As counter-intuitive as it sounds, government deficits can be very helpful to an economy. Nobel prize-winning economist, Joseph Stiglitz, has long argued that deficit spending can be a major stimulus to economic growth and can actually lower long-term government debt. When economic growth is restored and unemployment falls, tax revenues increase which eventually lessens the need for a government to borrow.

Another world-renowned economist and Nobel Laureate, Paul Krugman, has often observed that government finances are not like personal finances. While consumers on a spending spree ultimately have to pay the piper, a government’s borrowing strategy directly affects economic growth and this delivers social benefits.

All of this means that increased national debt from COVID-19 is not our enemy – it will not leave a deep scar on our economy nor will it result in a day of reckoning. This will be hard for many Aussies to accept as they have been conditioned to believe that debt is bad and that any political leader who does not pledge to lower Australia’s national debt is not worthy of their vote.

Even though Australia has long had one of the world’s lowest debt-to-GDP ratios, we Aussies display an irrational and emotive attitude to government debt. Hopefully, the pandemic will challenge some long-standing economic theories, including the idea that responsible government means having no national debt.

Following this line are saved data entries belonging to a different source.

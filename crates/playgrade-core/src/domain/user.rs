use chrono::{DateTime, Utc};
use serde::{Deserialize, Serialize};

use crate::error::DomainError;

pub const USERNAME_MAX_CHARS: usize = 50;
pub const PASSWORD_MIN_CHARS: usize = 8;

/// User entity - represents a registered account.
#[derive(Debug, Clone, Serialize, Deserialize)]
pub struct User {
    pub id: i32,
    pub username: String,
    pub email: String,
    pub password_hash: String,
    pub is_admin: bool,
    pub profile_picture: Option<String>,
    pub created_at: DateTime<Utc>,
}

/// A user about to be inserted; the id is assigned by the store.
#[derive(Debug, Clone)]
pub struct NewUser {
    pub username: String,
    pub email: String,
    pub password_hash: String,
}

/// The caller on whose behalf a mutation runs.
#[derive(Debug, Clone, Copy, PartialEq, Eq)]
pub struct Actor {
    pub user_id: i32,
    pub is_admin: bool,
}

impl Actor {
    pub fn new(user_id: i32, is_admin: bool) -> Self {
        Self { user_id, is_admin }
    }

    /// Owners and admins may modify a resource; everyone else is refused.
    pub fn authorize(&self, owner_id: i32) -> Result<(), DomainError> {
        if self.user_id == owner_id || self.is_admin {
            Ok(())
        } else {
            Err(DomainError::Forbidden)
        }
    }
}

pub fn validate_username(username: &str) -> Result<(), DomainError> {
    let trimmed = username.trim();
    if trimmed.is_empty() {
        return Err(DomainError::validation("Username is required"));
    }
    if trimmed.chars().count() > USERNAME_MAX_CHARS {
        return Err(DomainError::validation(format!(
            "Username must not exceed {USERNAME_MAX_CHARS} characters"
        )));
    }
    Ok(())
}

pub fn validate_email(email: &str) -> Result<(), DomainError> {
    if email.is_empty() || !email.contains('@') {
        return Err(DomainError::validation("Invalid email address"));
    }
    Ok(())
}

pub fn validate_password(password: &str) -> Result<(), DomainError> {
    if password.chars().count() < PASSWORD_MIN_CHARS {
        return Err(DomainError::validation(format!(
            "Password must be at least {PASSWORD_MIN_CHARS} characters"
        )));
    }
    Ok(())
}
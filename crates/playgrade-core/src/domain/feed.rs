//! Post feed filtering, sorting and pagination.

use chrono::{DateTime, TimeDelta, Utc};

use super::post::Category;
use crate::error::DomainError;

pub const DEFAULT_PAGE_SIZE: u64 = 10;
pub const MAX_PAGE_SIZE: u64 = 100;

/// Whose posts a feed shows.
#[derive(Debug, Clone, Copy, Default, PartialEq, Eq)]
pub enum Audience {
    #[default]
    Public,
    /// Only posts by users the caller follows.
    Followed,
}

impl Audience {
    pub fn parse(value: Option<&str>) -> Result<Self, DomainError> {
        match value.map(str::trim).unwrap_or_default() {
            "" | "Public Posts" | "public" => Ok(Audience::Public),
            "Followed Posts" | "followed" => Ok(Audience::Followed),
            other => Err(DomainError::validation(format!(
                "Invalid users filter '{other}'"
            ))),
        }
    }
}

/// Maximum post age.
#[derive(Debug, Clone, Copy, Default, PartialEq, Eq)]
pub enum AgeRange {
    Today,
    Week,
    Month,
    Year,
    #[default]
    All,
}

impl AgeRange {
    pub fn parse(value: Option<&str>) -> Result<Self, DomainError> {
        match value.map(str::trim).unwrap_or_default() {
            "" | "All" => Ok(AgeRange::All),
            "Today" => Ok(AgeRange::Today),
            "Week" => Ok(AgeRange::Week),
            "Month" => Ok(AgeRange::Month),
            "Year" => Ok(AgeRange::Year),
            other => Err(DomainError::validation(format!(
                "Invalid age range '{other}'"
            ))),
        }
    }

    fn days(self) -> Option<i64> {
        match self {
            AgeRange::Today => Some(1),
            AgeRange::Week => Some(7),
            AgeRange::Month => Some(30),
            AgeRange::Year => Some(365),
            AgeRange::All => None,
        }
    }

    /// Oldest creation time still inside the window, if the window is bounded.
    pub fn cutoff(self, now: DateTime<Utc>) -> Option<DateTime<Utc>> {
        self.days().map(|days| now - TimeDelta::days(days))
    }
}

/// Feed ordering. Ties always fall back to newest first.
#[derive(Debug, Clone, Copy, Default, PartialEq, Eq)]
pub enum SortOrder {
    #[default]
    Newest,
    MostLiked,
    MostComments,
}

impl SortOrder {
    /// Unknown keys fall back to `Newest`.
    pub fn lookup(value: Option<&str>) -> Self {
        match value.map(str::trim) {
            Some("Most Liked") => SortOrder::MostLiked,
            Some("Most Comments") => SortOrder::MostComments,
            _ => SortOrder::Newest,
        }
    }
}

/// Everything that narrows a post listing.
#[derive(Debug, Clone, Default)]
pub struct FeedFilter {
    /// Empty means every category.
    pub categories: Vec<Category>,
    pub audience: Audience,
    pub age: AgeRange,
    pub search: Option<String>,
    pub poster_id: Option<i32>,
    pub sort: SortOrder,
}

impl FeedFilter {
    /// Parse a comma-separated category list; blanks are ignored.
    pub fn parse_categories(value: Option<&str>) -> Result<Vec<Category>, DomainError> {
        let mut categories = Vec::new();
        for part in value.unwrap_or_default().split(',') {
            if part.trim().is_empty() {
                continue;
            }
            let category: Category = part.parse()?;
            if !categories.contains(&category) {
                categories.push(category);
            }
        }
        Ok(categories)
    }

    /// Search text with surrounding whitespace removed; `None` if blank.
    pub fn search_term(&self) -> Option<&str> {
        self.search
            .as_deref()
            .map(str::trim)
            .filter(|s| !s.is_empty())
    }
}

/// 1-based page number and page size.
#[derive(Debug, Clone, Copy, PartialEq, Eq)]
pub struct PageRequest {
    pub page: u64,
    pub limit: u64,
}

impl Default for PageRequest {
    fn default() -> Self {
        Self {
            page: 1,
            limit: DEFAULT_PAGE_SIZE,
        }
    }
}

impl PageRequest {
    pub fn new(page: Option<i64>, limit: Option<i64>) -> Result<Self, DomainError> {
        let page = page.unwrap_or(1);
        let limit = limit.unwrap_or(DEFAULT_PAGE_SIZE as i64);

        if page < 1 {
            return Err(DomainError::validation("page must be at least 1"));
        }
        if limit < 1 || limit > MAX_PAGE_SIZE as i64 {
            return Err(DomainError::validation(format!(
                "limit must be between 1 and {MAX_PAGE_SIZE}"
            )));
        }
        // The row offset is bound as a signed 64-bit SQL parameter.
        if (page - 1).checked_mul(limit).is_none() {
            return Err(DomainError::validation("page is out of range"));
        }

        Ok(Self {
            page: page as u64,
            limit: limit as u64,
        })
    }

    pub fn offset(&self) -> u64 {
        (self.page - 1).saturating_mul(self.limit)
    }

    pub fn total_pages(&self, total: u64) -> u64 {
        total.div_ceil(self.limit)
    }
}

/// One page of results plus the totals needed to render a pager.
#[derive(Debug, Clone)]
pub struct FeedPage<T> {
    pub items: Vec<T>,
    pub total: u64,
    pub page: u64,
    pub total_pages: u64,
}

impl<T> FeedPage<T> {
    pub fn new(items: Vec<T>, total: u64, request: PageRequest) -> Self {
        Self {
            items,
            total,
            page: request.page,
            total_pages: request.total_pages(total),
        }
    }
}
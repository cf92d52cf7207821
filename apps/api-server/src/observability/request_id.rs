//! Request ID middleware - generates unique IDs for each request.

use actix_web::{
    Error, HttpResponse, ResponseError,
    body::EitherBody,
    dev::{Service, ServiceRequest, ServiceResponse, Transform, forward_ready},
    http::header::{HeaderName, HeaderValue},
};
use std::future::{Future, Ready, ready};
use std::pin::Pin;
use tracing::Instrument;
use uuid::Uuid;

use crate::middleware::error::AppError;

/// Header name for request ID.
pub static REQUEST_ID_HEADER: &str = "X-Request-ID";

/// Middleware that tags each request with an ID.
///
/// The ID is echoed in the `X-Request-ID` response header, recorded on the
/// tracing span and copied into RFC 7807 error bodies.
pub struct RequestIdMiddleware;

impl<S, B> Transform<S, ServiceRequest> for RequestIdMiddleware
where
    S: Service<ServiceRequest, Response = ServiceResponse<B>, Error = Error>,
    S::Future: 'static,
    B: 'static,
{
    type Response = ServiceResponse<EitherBody<B>>;
    type Error = Error;
    type Transform = RequestIdService<S>;
    type InitError = ();
    type Future = Ready<Result<Self::Transform, Self::InitError>>;

    fn new_transform(&self, service: S) -> Self::Future {
        ready(Ok(RequestIdService { service }))
    }
}

pub struct RequestIdService<S> {
    service: S,
}

impl<S, B> Service<ServiceRequest> for RequestIdService<S>
where
    S: Service<ServiceRequest, Response = ServiceResponse<B>, Error = Error>,
    S::Future: 'static,
    B: 'static,
{
    type Response = ServiceResponse<EitherBody<B>>;
    type Error = Error;
    type Future = Pin<Box<dyn Future<Output = Result<Self::Response, Self::Error>>>>;

    forward_ready!(service);

    fn call(&self, req: ServiceRequest) -> Self::Future {
        // Keep an ID assigned upstream (client or load balancer)
        let request_id = req
            .headers()
            .get(REQUEST_ID_HEADER)
            .and_then(|v| v.to_str().ok())
            .filter(|v| !v.is_empty())
            .map(String::from)
            .unwrap_or_else(|| Uuid::new_v4().to_string());

        let span = tracing::info_span!("request", request_id = %request_id);
        let fut = self.service.call(req);

        Box::pin(
            async move {
                let res = fut.await?;

                let problem = res
                    .response()
                    .error()
                    .and_then(|e| e.as_error::<AppError>())
                    .map(|e| (e.status_code(), e.problem()));

                let mut res = match problem {
                    Some((status, problem)) => {
                        let body = HttpResponse::build(status)
                            .json(problem.with_request_id(request_id.clone()));
                        res.into_response(body).map_into_right_body()
                    }
                    None => res.map_into_left_body(),
                };

                res.headers_mut().insert(
                    HeaderName::from_static("x-request-id"),
                    HeaderValue::from_str(&request_id)
                        .unwrap_or_else(|_| HeaderValue::from_static("unknown")),
                );

                Ok(res)
            }
            .instrument(span),
        )
    }
}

The notion that governments can sustain levels of debt far greater than previously thought is the centrepiece of an economic model called Modern Monetary Theory (MMT). It proposes that governments can spend freely as they can always create more money to pay off debts in their own currency. Orthodox economists see MMT as a fringe economic movement with some labelling it as “voodoo economics”. But it is worth exploring which I do in my next blog post.

For now, please do not be spooked by the debt bogeyman.

*It has since transpired that the government’s $130 billion JobKeeper program will cost only $70 billion.

Regards

Paul J. Thomas
Chief Executive Officer
Ductus Consulting

One Reply to “How will the world pay for COVID-19 stimulus packages?”

  1. Hello Paul,

    I found your in depth analysis of sovereign debt very informative.
    Certainly reduces our anxiety regarding the current economic situation.